=== Material for this exercise ===
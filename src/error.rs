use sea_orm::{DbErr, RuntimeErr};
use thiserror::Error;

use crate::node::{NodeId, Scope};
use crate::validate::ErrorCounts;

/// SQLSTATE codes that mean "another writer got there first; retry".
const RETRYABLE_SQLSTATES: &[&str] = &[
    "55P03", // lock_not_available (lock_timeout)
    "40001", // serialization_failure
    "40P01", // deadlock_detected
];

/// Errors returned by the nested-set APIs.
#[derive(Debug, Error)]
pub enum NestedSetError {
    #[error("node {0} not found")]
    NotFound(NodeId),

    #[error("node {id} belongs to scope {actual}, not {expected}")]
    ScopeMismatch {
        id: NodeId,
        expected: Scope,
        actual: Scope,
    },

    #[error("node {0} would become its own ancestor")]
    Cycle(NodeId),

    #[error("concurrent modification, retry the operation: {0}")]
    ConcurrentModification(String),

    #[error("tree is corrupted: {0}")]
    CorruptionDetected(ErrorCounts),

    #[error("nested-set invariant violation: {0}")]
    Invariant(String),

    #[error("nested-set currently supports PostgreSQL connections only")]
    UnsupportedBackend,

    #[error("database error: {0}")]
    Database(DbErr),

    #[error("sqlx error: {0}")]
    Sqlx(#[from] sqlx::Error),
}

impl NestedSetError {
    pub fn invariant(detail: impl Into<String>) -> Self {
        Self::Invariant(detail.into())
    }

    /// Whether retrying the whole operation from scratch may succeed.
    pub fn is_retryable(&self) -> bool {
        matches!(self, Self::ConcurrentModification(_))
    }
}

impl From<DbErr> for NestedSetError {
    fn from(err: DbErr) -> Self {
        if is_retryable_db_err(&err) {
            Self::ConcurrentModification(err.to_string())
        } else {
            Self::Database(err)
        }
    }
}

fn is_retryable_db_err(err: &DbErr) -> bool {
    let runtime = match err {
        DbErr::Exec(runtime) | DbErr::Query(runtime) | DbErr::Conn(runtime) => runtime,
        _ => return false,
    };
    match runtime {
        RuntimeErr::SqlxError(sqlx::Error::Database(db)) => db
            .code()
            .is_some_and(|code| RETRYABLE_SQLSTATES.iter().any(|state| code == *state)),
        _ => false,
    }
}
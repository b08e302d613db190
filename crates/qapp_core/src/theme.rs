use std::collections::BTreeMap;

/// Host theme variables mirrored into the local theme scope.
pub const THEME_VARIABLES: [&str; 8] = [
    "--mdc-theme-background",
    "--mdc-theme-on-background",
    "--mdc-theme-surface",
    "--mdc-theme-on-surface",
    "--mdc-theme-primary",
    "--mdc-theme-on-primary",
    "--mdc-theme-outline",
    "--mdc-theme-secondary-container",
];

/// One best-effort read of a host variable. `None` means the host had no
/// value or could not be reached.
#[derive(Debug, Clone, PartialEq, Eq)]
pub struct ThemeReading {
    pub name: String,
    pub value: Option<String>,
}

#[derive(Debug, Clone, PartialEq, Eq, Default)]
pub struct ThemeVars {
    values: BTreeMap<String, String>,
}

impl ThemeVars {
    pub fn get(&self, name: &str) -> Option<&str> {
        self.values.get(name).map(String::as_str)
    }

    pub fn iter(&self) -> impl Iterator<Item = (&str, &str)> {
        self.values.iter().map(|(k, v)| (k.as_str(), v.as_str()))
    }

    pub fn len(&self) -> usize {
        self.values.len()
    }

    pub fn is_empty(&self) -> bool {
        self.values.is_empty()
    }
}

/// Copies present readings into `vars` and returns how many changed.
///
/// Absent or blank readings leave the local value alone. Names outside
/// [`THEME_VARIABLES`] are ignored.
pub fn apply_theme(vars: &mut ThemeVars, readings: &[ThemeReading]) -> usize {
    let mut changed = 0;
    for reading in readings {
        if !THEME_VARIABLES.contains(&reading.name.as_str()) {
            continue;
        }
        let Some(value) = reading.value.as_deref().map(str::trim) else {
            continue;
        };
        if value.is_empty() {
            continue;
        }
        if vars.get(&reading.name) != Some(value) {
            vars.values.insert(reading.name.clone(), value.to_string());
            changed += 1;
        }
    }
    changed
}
===
Check each line of the entries for the string "ErrorCounts". Copy the lines that have it.

-- Task response --
use crate::validate::ErrorCounts;
    CorruptionDetected(ErrorCounts),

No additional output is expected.